Esa conciencia de las chicas que atienden los Call Center y que asechan como enamoradas a quien les debe o a quienes no les interesa activar una tarjeta de específico banco. Conciencia de político que sale en foto con dos otros narcos y que, “sin querer”, se leakea en Internet. Conciencia de novio infiel que cuando se le pasan los alcoholes se va a las miradas y los coqueteos y el besillo imprudente con la primer prima chichona que se le cruza o que le acepta la bailada, la que usa pantalón entalladito. Conciencia de nutriólogo del IMSS que come quecas en los puestos de lona amarilla percudida que están afuerita de la Clínica.
Conciencia de morra que va a la fiesta que sus jefes le prohibieron incondicionalmente que asistiera y aún así, le robó 500 pesos de la bolsa de su mamá para dispararle las micheladas a las amigas y que al final, cuando llega bien peda a su casa, siente ese rush en cuestión de que recuerde lo que hizo y piensa que la mamá es distraída y que jamás se dará cuenta.

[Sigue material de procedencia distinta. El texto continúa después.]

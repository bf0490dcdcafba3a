//! Bit Template command line entry point
//!
//! Decodes amounts against a saved template, previews row wrapping and
//! converts share codes. The web build exposes the same operations through
//! `bit_template::wasm`.

#[cfg(not(target_arch = "wasm32"))]
mod cli {
    use std::path::{Path, PathBuf};

    use anyhow::{Context, Result, bail};
    use clap::{Parser, Subcommand};

    use bit_template::persistence::SavedTemplates;
    use bit_template::{
        BitTemplate, Direction, ResultView, Settings, SharedConfig, chunk_rows, decode, decode_share_code,
        encode_share_code, required_width,
    };

    #[derive(Debug, Parser)]
    #[command(name = "bit-template")]
    #[command(about = "Bit template decoding for TNT cannons")]
    pub struct Cli {
        /// Preferences file (JSON)
        #[arg(long, global = true, default_value = "bit_template_settings.json")]
        settings: PathBuf,

        #[command(subcommand)]
        command: Command,
    }

    #[derive(Debug, Subcommand)]
    enum Command {
        /// Decode blue/red amounts into side switch patterns
        Decode {
            /// Saved template or exported template JSON
            #[arg(long)]
            template: PathBuf,
            #[arg(long)]
            blue: u32,
            #[arg(long)]
            red: u32,
            /// North, East, West or South
            #[arg(long)]
            direction: Direction,
            /// Include the display rows in the output
            #[arg(long)]
            view: bool,
        },
        /// Show how side cells wrap at a container width
        Layout {
            #[arg(long)]
            sides: usize,
            #[arg(long)]
            width: f32,
            /// Wrap right-to-left (defaults to the preference)
            #[arg(long)]
            rtl: Option<bool>,
        },
        /// Share code conversion
        Share {
            #[command(subcommand)]
            action: ShareAction,
        },
    }

    #[derive(Debug, Subcommand)]
    enum ShareAction {
        /// Build a share code from a template and a general config record
        Encode {
            #[arg(long)]
            template: Option<PathBuf>,
            /// General config JSON (defaults to an empty object)
            #[arg(long)]
            general: Option<PathBuf>,
        },
        /// Print the contents of a share code
        Decode { code: String },
    }

    fn load_template(path: &Path) -> Result<SavedTemplates> {
        let json = std::fs::read_to_string(path).with_context(|| format!("reading {}", path.display()))?;
        if let Ok(saved) = SavedTemplates::from_json(&json) {
            return Ok(saved);
        }
        let template: BitTemplate =
            serde_json::from_str(&json).with_context(|| format!("parsing template {}", path.display()))?;
        Ok(SavedTemplates {
            template,
            multiplier: None,
        })
    }

    fn print_json(value: &impl serde::Serialize) -> Result<()> {
        println!("{}", serde_json::to_string_pretty(value)?);
        Ok(())
    }

    pub fn run(cli: Cli) -> Result<()> {
        let settings = Settings::load_from(&cli.settings);

        match cli.command {
            Command::Decode {
                template,
                blue,
                red,
                direction,
                view,
            } => {
                let saved = load_template(&template)?;
                match decode(&saved.template, blue, red, direction) {
                    Ok(result) if view => print_json(&serde_json::json!({
                        "result": result,
                        "view": ResultView::new(&saved.template, Some(&result)),
                    })),
                    Ok(result) => print_json(&result),
                    Err(e) => {
                        print_json(&e.report())?;
                        bail!("{}", e)
                    }
                }
            }
            Command::Layout { sides, width, rtl } => {
                let indices: Vec<usize> = (0..sides).collect();
                let rows = chunk_rows(&indices, width, rtl.unwrap_or(settings.right_to_left));
                print_json(&serde_json::json!({
                    "requiredWidth": required_width(sides),
                    "rows": rows
                        .iter()
                        .map(|row| row.iter().map(|c| c.value).collect::<Vec<_>>())
                        .collect::<Vec<_>>(),
                }))
            }
            Command::Share { action } => match action {
                ShareAction::Encode { template, general } => {
                    let general = match general {
                        Some(path) => serde_json::from_str(
                            &std::fs::read_to_string(&path).with_context(|| format!("reading {}", path.display()))?,
                        )?,
                        None => serde_json::json!({}),
                    };
                    let mut config = SharedConfig::new(general);
                    if let Some(path) = template {
                        let saved = load_template(&path)?;
                        config = config.with_template(&saved.template);
                        if let Some(multiplier) = &saved.multiplier {
                            config = config.with_multiplier(multiplier);
                        }
                    }
                    println!("{}", encode_share_code(&config)?);
                    Ok(())
                }
                ShareAction::Decode { code } => print_json(&decode_share_code(&code)?),
            },
        }
    }
}

#[cfg(not(target_arch = "wasm32"))]
fn main() -> anyhow::Result<()> {
    use clap::Parser;

    env_logger::init();
    log::info!("Bit Template (native) starting...");
    cli::run(cli::Cli::parse())
}

#[cfg(target_arch = "wasm32")]
fn main() {
    // WASM entry point is bit_template::wasm::start
}
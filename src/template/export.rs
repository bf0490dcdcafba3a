//! Cross-boundary (export/import) shapes of the templates
//!
//! These are the records written to config files, share codes and the wasm
//! bridge. Side values are stored in reverse of the UI order with unset
//! sides written as 0.

use std::collections::BTreeMap;

use serde::{Deserialize, Serialize};

use super::{BitTemplate, MultiplierTemplate, SideArray, SideValues, TemplateError};
use crate::consts::{MAX_SIDE_COUNT, MIN_SIDE_COUNT};
use crate::direction::{Direction, MaskCode};

#[derive(Debug, Clone, PartialEq, Eq, Serialize, Deserialize)]
#[serde(rename_all = "PascalCase")]
pub struct BitTemplateConfig {
    pub side_mode: usize,
    #[serde(default)]
    pub direction_masks: BTreeMap<MaskCode, Direction>,
    pub red_values: Vec<u32>,
    pub is_red_arrow_center: bool,
}

#[derive(Debug, Clone, PartialEq, Eq, Serialize, Deserialize)]
#[serde(rename_all = "PascalCase")]
pub struct MultiplierConfig {
    pub multiplier_side_mode: usize,
    pub multiplier_values: Vec<u32>,
    pub multiplier: u32,
    pub multiplier_is_swapped: bool,
}

fn import_sides(side_mode: usize, values: &[u32]) -> Result<SideValues, TemplateError> {
    if !(MIN_SIDE_COUNT..=MAX_SIDE_COUNT).contains(&side_mode) {
        return Err(TemplateError::InvalidSideCount(side_mode));
    }
    if values.len() != side_mode {
        return Err(TemplateError::ValueCountMismatch {
            expected: side_mode,
            actual: values.len(),
        });
    }
    SideValues::from_reversed_export(values)
}

impl From<BitTemplate> for BitTemplateConfig {
    fn from(template: BitTemplate) -> Self {
        Self {
            side_mode: template.side_count(),
            direction_masks: template.direction_masks().clone(),
            red_values: template.sides().to_reversed_export(),
            is_red_arrow_center: template.is_swapped(),
        }
    }
}

impl TryFrom<BitTemplateConfig> for BitTemplate {
    type Error = TemplateError;

    fn try_from(config: BitTemplateConfig) -> Result<Self, Self::Error> {
        let sides = import_sides(config.side_mode, &config.red_values)?;
        Ok(BitTemplate::from_parts(
            sides,
            config.direction_masks,
            config.is_red_arrow_center,
        ))
    }
}

impl From<MultiplierTemplate> for MultiplierConfig {
    fn from(template: MultiplierTemplate) -> Self {
        Self {
            multiplier_side_mode: template.side_count(),
            multiplier_values: template.sides().to_reversed_export(),
            multiplier: template.multiplier(),
            multiplier_is_swapped: template.is_swapped(),
        }
    }
}

impl TryFrom<MultiplierConfig> for MultiplierTemplate {
    type Error = TemplateError;

    fn try_from(config: MultiplierConfig) -> Result<Self, Self::Error> {
        let sides = import_sides(config.multiplier_side_mode, &config.multiplier_values)?;
        MultiplierTemplate::from_parts(sides, config.multiplier, config.multiplier_is_swapped)
    }
}

#[cfg(test)]
mod tests {
    use super::*;

    const SAMPLE: &str = r#"{
        "SideMode": 4,
        "DirectionMasks": { "00": "North", "01": "East", "11": "North" },
        "RedValues": [8, 0, 2, 1],
        "IsRedArrowCenter": true
    }"#;

    #[test]
    fn test_import_reverses_values() {
        let config: BitTemplateConfig = serde_json::from_str(SAMPLE).unwrap();
        let template = BitTemplate::from_import_form(config).unwrap();
        assert_eq!(template.side_values(), &[Some(1), Some(2), None, Some(8)]);
        assert!(template.is_swapped());
        assert_eq!(template.direction_mask(MaskCode::B10), None);
        assert_eq!(template.direction_mask(MaskCode::B11), Some(Direction::North));
    }

    #[test]
    fn test_export_import_roundtrip() {
        let config: BitTemplateConfig = serde_json::from_str(SAMPLE).unwrap();
        let template = BitTemplate::from_import_form(config.clone()).unwrap();
        assert_eq!(template.to_export_form(), config);
    }

    #[test]
    fn test_export_json_field_names() {
        let mut template = BitTemplate::with_side_count(2).unwrap();
        template.set_side_value(0, "3").unwrap();
        template.set_direction_mask(MaskCode::B10, Direction::West);
        let json = serde_json::to_value(template.to_export_form()).unwrap();
        assert_eq!(
            json,
            serde_json::json!({
                "SideMode": 2,
                "DirectionMasks": { "10": "West" },
                "RedValues": [0, 3],
                "IsRedArrowCenter": false
            })
        );
    }

    #[test]
    fn test_import_rejects_bad_shapes() {
        let mut config: BitTemplateConfig = serde_json::from_str(SAMPLE).unwrap();
        config.red_values.pop();
        assert_eq!(
            BitTemplate::from_import_form(config.clone()),
            Err(TemplateError::ValueCountMismatch { expected: 4, actual: 3 })
        );

        config.side_mode = 0;
        config.red_values.clear();
        assert_eq!(
            BitTemplate::from_import_form(config),
            Err(TemplateError::InvalidSideCount(0))
        );
    }

    #[test]
    fn test_template_deserializes_through_export_form() {
        let template: BitTemplate = serde_json::from_str(SAMPLE).unwrap();
        assert_eq!(template.side_count(), 4);

        let bad = r#"{"SideMode": 2, "RedValues": [1], "IsRedArrowCenter": false}"#;
        assert!(serde_json::from_str::<BitTemplate>(bad).is_err());
    }

    #[test]
    fn test_multiplier_roundtrip() {
        let config = MultiplierConfig {
            multiplier_side_mode: 3,
            multiplier_values: vec![4, 0, 1],
            multiplier: 200,
            multiplier_is_swapped: false,
        };
        let template = MultiplierTemplate::from_import_form(config.clone()).unwrap();
        assert_eq!(template.side_values(), &[Some(1), None, Some(4)]);
        assert_eq!(template.to_export_form(), config);
    }

    #[test]
    fn test_multiplier_import_rejects_zero_multiplier() {
        let config = MultiplierConfig {
            multiplier_side_mode: 1,
            multiplier_values: vec![1],
            multiplier: 0,
            multiplier_is_swapped: false,
        };
        assert!(matches!(
            MultiplierTemplate::from_import_form(config),
            Err(TemplateError::InvalidMultiplier(_))
        ));
    }
}
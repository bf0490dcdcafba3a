//! Interactive template editing: paste, swap and undo
//!
//! The editor owns one template and a checkpoint stack. Destructive bulk
//! edits (paste, swap) save the previous state first; single-cell edits and
//! resizes do not. Decoding is left to the caller.

pub mod checkpoint;
pub mod paste;

pub use checkpoint::CheckpointStack;
pub use paste::{PasteAnchor, apply_paste, parse_pasted_values};

use crate::template::{BitTemplate, SideArray, TemplateError};

#[derive(Debug, Clone)]
pub struct TemplateEditor<S = BitTemplate> {
    template: S,
    checkpoints: CheckpointStack<S>,
}

impl<S: SideArray + Default> Default for TemplateEditor<S> {
    fn default() -> Self {
        Self::new(S::default())
    }
}

impl<S: SideArray> TemplateEditor<S> {
    pub fn new(template: S) -> Self {
        Self {
            template,
            checkpoints: CheckpointStack::default(),
        }
    }

    /// Editor with a custom undo depth
    pub fn with_depth(template: S, max_depth: usize) -> Self {
        Self {
            template,
            checkpoints: CheckpointStack::new(max_depth),
        }
    }

    pub fn template(&self) -> &S {
        &self.template
    }

    /// Direct access for non-destructive edits (masks, multiplier, ...)
    pub fn template_mut(&mut self) -> &mut S {
        &mut self.template
    }

    pub fn into_template(self) -> S {
        self.template
    }

    pub fn undo_depth(&self) -> usize {
        self.checkpoints.len()
    }

    /// Snapshot the current template onto the undo stack
    pub fn save_checkpoint(&mut self) {
        self.checkpoints.push(self.template.clone());
        log::debug!("Checkpoint saved ({} on stack)", self.checkpoints.len());
    }

    /// Restore the most recent checkpoint. Returns false when there was none.
    pub fn undo(&mut self) -> bool {
        match self.checkpoints.pop() {
            Some(previous) => {
                self.template = previous;
                log::debug!("Undo ({} left on stack)", self.checkpoints.len());
                true
            }
            None => false,
        }
    }

    /// Edit the cell under a display-row cursor
    ///
    /// # Panics
    /// If `cursor` is not below the side count.
    pub fn set_display_value(&mut self, anchor: PasteAnchor, cursor: usize, raw: &str) -> Result<(), TemplateError> {
        let index = anchor.side_index(cursor, self.template.side_count());
        self.template.set_side_value(index, raw)
    }

    pub fn set_side_count(&mut self, count: usize) -> Result<(), TemplateError> {
        self.template.set_side_count(count).inspect_err(|e| log::warn!("Side count rejected: {}", e))
    }

    /// Paste `text` under the cursor.
    ///
    /// Returns false, without touching the template or the undo stack, when
    /// the text is not a recognized list of numbers.
    ///
    /// # Panics
    /// If `cursor` is not below the side count.
    pub fn paste(&mut self, anchor: PasteAnchor, cursor: usize, text: &str) -> bool {
        let Some(values) = parse_pasted_values(text) else {
            return false;
        };
        self.save_checkpoint();
        let written = apply_paste(&mut self.template, anchor, cursor, &values);
        log::debug!(
            "Pasted {} of {} values at {:?} cursor {}",
            written,
            values.len(),
            anchor,
            cursor
        );
        true
    }

    /// Exchange the blue/red display roles
    pub fn swap(&mut self) {
        self.save_checkpoint();
        self.template.toggle_swap();
    }
}

#[cfg(test)]
mod tests {
    use super::*;
    use crate::direction::{Direction, MaskCode};
    use crate::template::MultiplierTemplate;

    fn editor() -> TemplateEditor {
        let mut t = BitTemplate::with_side_count(5).unwrap();
        t.set_side_value(0, "1").unwrap();
        t.set_direction_mask(MaskCode::B00, Direction::North);
        TemplateEditor::new(t)
    }

    #[test]
    fn test_rejected_paste_leaves_no_checkpoint() {
        let mut ed = editor();
        let before = ed.template().clone();
        assert!(!ed.paste(PasteAnchor::Blue, 0, "1-2-3"));
        assert_eq!(ed.template(), &before);
        assert_eq!(ed.undo_depth(), 0);
    }

    #[test]
    fn test_paste_then_undo_restores_exactly() {
        let mut ed = editor();
        let before = ed.template().clone();
        assert!(ed.paste(PasteAnchor::Blue, 1, "2 4 8"));
        assert_eq!(ed.template().side_values(), &[Some(1), Some(2), Some(4), Some(8), None]);
        assert_eq!(ed.undo_depth(), 1);

        assert!(ed.undo());
        assert_eq!(ed.template(), &before);
    }

    #[test]
    fn test_swap_is_undoable() {
        let mut ed = editor();
        ed.swap();
        assert!(ed.template().is_swapped());
        ed.undo();
        assert!(!ed.template().is_swapped());
    }

    #[test]
    fn test_undo_on_empty_is_noop() {
        let mut ed = editor();
        let before = ed.template().clone();
        assert!(!ed.undo());
        assert_eq!(ed.template(), &before);
    }

    #[test]
    fn test_manual_checkpoint_roundtrip() {
        let mut ed = editor();
        let before = ed.template().clone();
        ed.save_checkpoint();
        ed.set_display_value(PasteAnchor::Red, 0, "32").unwrap();
        ed.template_mut().set_direction_mask(MaskCode::B11, Direction::South);
        assert_eq!(ed.template().side_values()[4], Some(32));
        ed.undo();
        assert_eq!(ed.template(), &before);
    }

    #[test]
    fn test_single_edits_do_not_checkpoint() {
        let mut ed = editor();
        ed.set_display_value(PasteAnchor::Blue, 2, "9").unwrap();
        assert!(ed.set_display_value(PasteAnchor::Blue, 2, "nine").is_err());
        ed.set_side_count(8).unwrap();
        assert!(ed.set_side_count(0).is_err());
        assert_eq!(ed.undo_depth(), 0);
        assert_eq!(ed.template().side_count(), 8);
        assert_eq!(ed.template().side_values()[2], Some(9));
    }

    #[test]
    fn test_depth_is_bounded() {
        let mut ed = TemplateEditor::with_depth(BitTemplate::new(), 3);
        for _ in 0..10 {
            ed.swap();
        }
        assert_eq!(ed.undo_depth(), 3);
    }

    #[test]
    fn test_multiplier_editor() {
        let mut ed: TemplateEditor<MultiplierTemplate> = TemplateEditor::default();
        assert!(ed.paste(PasteAnchor::Red, 0, "5, 6"));
        assert_eq!(ed.template().side_values()[12], Some(5));
        assert_eq!(ed.template().side_values()[11], Some(6));
        ed.template_mut().set_multiplier("50").unwrap();
        ed.undo();
        // Undo restores the pre-paste snapshot, multiplier included
        assert_eq!(ed.template().multiplier(), 200);
        assert!(ed.template().side_values().iter().all(Option::is_none));
    }
}
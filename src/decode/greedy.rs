use crate::template::SideValues;

/// Pick sides whose weights add up to `target`.
///
/// Walks from the highest index down to 0 and takes every side whose weight
/// still fits in the remaining amount. Unset and zero-weight sides are never
/// taken. There is no backtracking, so a given amount always maps to the
/// same switch pattern.
///
/// Returns the chosen indices in ascending order, or the leftover amount
/// when the pass cannot reach the target exactly.
pub fn greedy_subset(sides: &SideValues, target: u32) -> Result<Vec<usize>, u32> {
    let mut residual = target;
    let mut picked = Vec::new();

    for (index, weight) in sides.weights().rev() {
        if residual == 0 {
            break;
        }
        if weight > 0 && weight <= residual {
            residual -= weight;
            picked.push(index);
        }
    }

    if residual == 0 {
        picked.reverse();
        Ok(picked)
    } else {
        Err(residual)
    }
}

#[cfg(test)]
mod tests {
    use super::*;

    fn sides(values: &[Option<u32>]) -> SideValues {
        SideValues::from_values(values.to_vec()).unwrap()
    }

    #[test]
    fn test_zero_target_is_empty() {
        assert_eq!(greedy_subset(&sides(&[Some(3)]), 0), Ok(vec![]));
    }

    #[test]
    fn test_takes_from_high_index_first() {
        // Both index 0 and index 2 weigh 5; the higher index wins
        assert_eq!(greedy_subset(&sides(&[Some(5), Some(1), Some(5)]), 6), Ok(vec![1, 2]));
    }

    #[test]
    fn test_reports_remainder() {
        assert_eq!(greedy_subset(&sides(&[Some(3), Some(5)]), 4), Err(1));
        assert_eq!(greedy_subset(&sides(&[None, None]), 7), Err(7));
    }

    #[test]
    fn test_zero_weight_never_taken() {
        assert_eq!(greedy_subset(&sides(&[Some(0), Some(2)]), 2), Ok(vec![1]));
    }
}
//! Bit template decoding
//!
//! Turns the blue/red TNT amounts produced by the trajectory solver, plus
//! the chosen firing direction, into the set of sides to switch on for each
//! channel and the 2-bit direction code. Decoding is pure: the same inputs
//! always give the same output.

mod greedy;

use std::collections::BTreeMap;
use std::fmt;

use serde::Serialize;
use thiserror::Error;

use crate::direction::Direction;
use crate::template::{BitTemplate, SideArray};

pub use greedy::greedy_subset;

/// Which TNT channel an amount belongs to
#[derive(Debug, Clone, Copy, PartialEq, Eq, Hash, Serialize)]
#[serde(rename_all = "lowercase")]
pub enum Channel {
    Blue,
    Red,
}

impl Channel {
    pub fn as_str(&self) -> &'static str {
        match self {
            Channel::Blue => "blue",
            Channel::Red => "red",
        }
    }
}

impl fmt::Display for Channel {
    fn fmt(&self, f: &mut fmt::Formatter<'_>) -> fmt::Result {
        f.write_str(self.as_str())
    }
}

/// Successful decode
#[derive(Debug, Clone, PartialEq, Eq, Serialize)]
pub struct BitDecodeResult {
    /// Side indices to activate for the blue amount, ascending
    pub blue: Vec<usize>,
    /// Side indices to activate for the red amount, ascending
    pub red: Vec<usize>,
    /// Direction code bits, high bit first
    pub direction: [bool; 2],
}

impl BitDecodeResult {
    /// Active indices for one channel
    pub fn active(&self, channel: Channel) -> &[usize] {
        match channel {
            Channel::Blue => &self.blue,
            Channel::Red => &self.red,
        }
    }
}

/// Recoverable decode failure caused by a gap in the user's template.
///
/// Carries a translation key and parameters so the host can show inline
/// guidance.
#[derive(Debug, Clone, PartialEq, Eq, Error)]
pub enum DecodeError {
    #[error("no mask code is assigned to {direction}")]
    MissingDirectionMapping { direction: Direction },

    #[error("the bit template has no side values")]
    EmptyTemplate,

    #[error("{channel} amount {amount} cannot be built from the side values ({remainder} left over)")]
    UnreachableAmount {
        channel: Channel,
        amount: u32,
        remainder: u32,
    },
}

impl DecodeError {
    pub fn error_key(&self) -> &'static str {
        match self {
            DecodeError::MissingDirectionMapping { .. } => "error.calculator.bit_direction_missing",
            DecodeError::EmptyTemplate => "error.calculator.bit_template_empty",
            DecodeError::UnreachableAmount { .. } => "error.calculator.bit_amount_unreachable",
        }
    }

    pub fn error_params(&self) -> BTreeMap<&'static str, String> {
        let mut params = BTreeMap::new();
        match self {
            DecodeError::MissingDirectionMapping { direction } => {
                params.insert("direction", direction.to_string());
            }
            DecodeError::EmptyTemplate => {}
            DecodeError::UnreachableAmount {
                channel,
                amount,
                remainder,
            } => {
                params.insert("side", channel.to_string());
                params.insert("amount", amount.to_string());
                params.insert("remainder", remainder.to_string());
            }
        }
        params
    }

    /// Serializable `{ errorKey, errorParams }` form for the UI
    pub fn report(&self) -> ErrorReport {
        ErrorReport {
            error_key: self.error_key(),
            error_params: self.error_params(),
        }
    }
}

#[derive(Debug, Clone, PartialEq, Eq, Serialize)]
#[serde(rename_all = "camelCase")]
pub struct ErrorReport {
    pub error_key: &'static str,
    #[serde(skip_serializing_if = "BTreeMap::is_empty")]
    pub error_params: BTreeMap<&'static str, String>,
}

/// Decode both amounts and the direction against `template`.
///
/// Failures are checked in a fixed order and only the first is reported:
/// direction mapping, empty template, blue amount, red amount.
pub fn decode(
    template: &BitTemplate,
    blue: u32,
    red: u32,
    direction: Direction,
) -> Result<BitDecodeResult, DecodeError> {
    let code = template
        .code_for(direction)
        .ok_or(DecodeError::MissingDirectionMapping { direction })?;

    let sides = template.sides();
    if !sides.has_values() {
        return Err(DecodeError::EmptyTemplate);
    }

    let resolve = |channel: Channel, amount: u32| {
        greedy_subset(sides, amount).map_err(|remainder| DecodeError::UnreachableAmount {
            channel,
            amount,
            remainder,
        })
    };
    let blue_sides = resolve(Channel::Blue, blue)?;
    let red_sides = resolve(Channel::Red, red)?;

    log::debug!(
        "Decoded blue={} red={} {} -> code {} ({} blue, {} red sides)",
        blue,
        red,
        direction,
        code,
        blue_sides.len(),
        red_sides.len()
    );

    Ok(BitDecodeResult {
        blue: blue_sides,
        red: red_sides,
        direction: code.bits(),
    })
}

#[cfg(test)]
mod tests {
    use super::*;
    use crate::direction::MaskCode;
    use proptest::prelude::*;

    fn template(values: &[u32]) -> BitTemplate {
        let mut t = BitTemplate::with_side_count(values.len()).unwrap();
        for (i, v) in values.iter().enumerate() {
            t.set_side_value(i, &v.to_string()).unwrap();
        }
        t.set_direction_mask(MaskCode::B00, Direction::North);
        t.set_direction_mask(MaskCode::B01, Direction::East);
        t.set_direction_mask(MaskCode::B10, Direction::West);
        t.set_direction_mask(MaskCode::B11, Direction::South);
        t
    }

    fn powers_of_two(n: u32) -> Vec<u32> {
        (0..n).map(|i| 1 << i).collect()
    }

    #[test]
    fn test_decode_binary_weights() {
        let t = template(&powers_of_two(8));
        let result = decode(&t, 5, 130, Direction::West).unwrap();
        assert_eq!(result.blue, vec![0, 2]);
        assert_eq!(result.red, vec![1, 7]);
        assert_eq!(result.direction, [true, false]);
    }

    #[test]
    fn test_decode_zero_amounts() {
        let t = template(&[1, 2, 4]);
        let result = decode(&t, 0, 0, Direction::North).unwrap();
        assert!(result.blue.is_empty());
        assert!(result.red.is_empty());
        assert_eq!(result.direction, [false, false]);
    }

    #[test]
    fn test_decode_unreachable_amount() {
        let t = template(&[3, 5]);
        let err = decode(&t, 4, 0, Direction::North).unwrap_err();
        assert_eq!(
            err,
            DecodeError::UnreachableAmount {
                channel: Channel::Blue,
                amount: 4,
                remainder: 1
            }
        );
        assert_eq!(err.error_key(), "error.calculator.bit_amount_unreachable");
        assert_eq!(err.error_params()["side"], "blue");
    }

    #[test]
    fn test_decode_red_unreachable_after_blue_ok() {
        let t = template(&[3, 5]);
        let err = decode(&t, 8, 4, Direction::North).unwrap_err();
        assert!(matches!(
            err,
            DecodeError::UnreachableAmount {
                channel: Channel::Red,
                ..
            }
        ));
    }

    #[test]
    fn test_decode_greedy_does_not_backtrack() {
        // 4 + 5 = 9 exists, but the high-to-low pass takes 6 first
        let t = template(&[4, 5, 6]);
        assert!(decode(&t, 9, 0, Direction::North).is_err());
        assert_eq!(decode(&t, 11, 0, Direction::North).unwrap().blue, vec![1, 2]);
    }

    #[test]
    fn test_decode_overlap_is_allowed() {
        let t = template(&[1, 2, 4]);
        let result = decode(&t, 6, 4, Direction::South).unwrap();
        assert_eq!(result.blue, vec![1, 2]);
        assert_eq!(result.red, vec![2]);
    }

    #[test]
    fn test_decode_error_order() {
        let mut empty = BitTemplate::with_side_count(3).unwrap();
        assert!(matches!(
            decode(&empty, 1, 1, Direction::East),
            Err(DecodeError::MissingDirectionMapping {
                direction: Direction::East
            })
        ));

        empty.set_direction_mask(MaskCode::B11, Direction::East);
        assert_eq!(decode(&empty, 1, 1, Direction::East), Err(DecodeError::EmptyTemplate));
    }

    #[test]
    fn test_decode_skips_unset_sides() {
        let mut t = BitTemplate::with_side_count(3).unwrap();
        t.set_direction_mask(MaskCode::B00, Direction::North);
        t.set_side_value(1, "2").unwrap();
        // Side 2 would show placeholder "3" but has no weight
        assert!(decode(&t, 3, 0, Direction::North).is_err());
        assert_eq!(decode(&t, 2, 0, Direction::North).unwrap().blue, vec![1]);
    }

    #[test]
    fn test_decode_lowest_code_wins() {
        let mut t = template(&[1]);
        t.set_direction_mask(MaskCode::B11, Direction::East);
        t.set_direction_mask(MaskCode::B10, Direction::East);
        assert_eq!(decode(&t, 1, 1, Direction::East).unwrap().direction, [false, true]);
    }

    #[test]
    fn test_decode_ignores_swap() {
        let mut t = template(&powers_of_two(4));
        let plain = decode(&t, 9, 6, Direction::North).unwrap();
        t.toggle_swap();
        assert_eq!(decode(&t, 9, 6, Direction::North).unwrap(), plain);
    }

    #[test]
    fn test_error_report_json() {
        let report = DecodeError::EmptyTemplate.report();
        assert_eq!(
            serde_json::to_value(&report).unwrap(),
            serde_json::json!({ "errorKey": "error.calculator.bit_template_empty" })
        );
    }

    proptest! {
        #[test]
        fn prop_decoded_sides_sum_to_amount(
            weights in proptest::collection::vec(0u32..500, 1..20),
            blue in 0u32..3000,
            red in 0u32..3000,
        ) {
            let t = template(&weights);
            if let Ok(result) = decode(&t, blue, red, Direction::South) {
                let sum = |idx: &[usize]| idx.iter().map(|&i| weights[i]).sum::<u32>();
                prop_assert_eq!(sum(&result.blue), blue);
                prop_assert_eq!(sum(&result.red), red);
                prop_assert_eq!(result.direction, [true, true]);
            }
        }

        #[test]
        fn prop_binary_template_reaches_every_amount(amount in 0u32..(1 << 13)) {
            let t = template(&powers_of_two(13));
            let result = decode(&t, amount, amount, Direction::North).unwrap();
            let decoded: u32 = result.blue.iter().map(|&i| 1u32 << i).sum();
            prop_assert_eq!(decoded, amount);
        }

        #[test]
        fn prop_decode_is_deterministic(
            weights in proptest::collection::vec(1u32..100, 1..16),
            blue in 0u32..500,
            red in 0u32..500,
        ) {
            let t = template(&weights);
            prop_assert_eq!(
                decode(&t, blue, red, Direction::East),
                decode(&t, blue, red, Direction::East)
            );
        }
    }
}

A veces es muy fácil adivinar el remordimiento, pero hay veces, mínimas, en las cuestiones más sencillas, que se puede romper algo y simplemente dejarlo y actuar como si nada. Como cuando tomas un paquete de Florentinas Gamesa y te das cuenta que mejor quieres unas Avena Quaker por que has tragado como cerdo y tu conciencia te lo recrimina y muy sin querer, apachurras una galleta y la rompes. Volteas a ver la cara de la cajera del OXXO y dejas el paquete lentamente.

Esa conciencia que es fácil ponerla en mute, es la que presiente que posiblemente tengas. Me siento roto, en empaque nuevo y estoy en la sección de productos y como siempre, el que lo rompe, no lo paga. Soy esa galleta florentina y posiblemente era la que tenía más jalea o tenía la galleta más gruesa.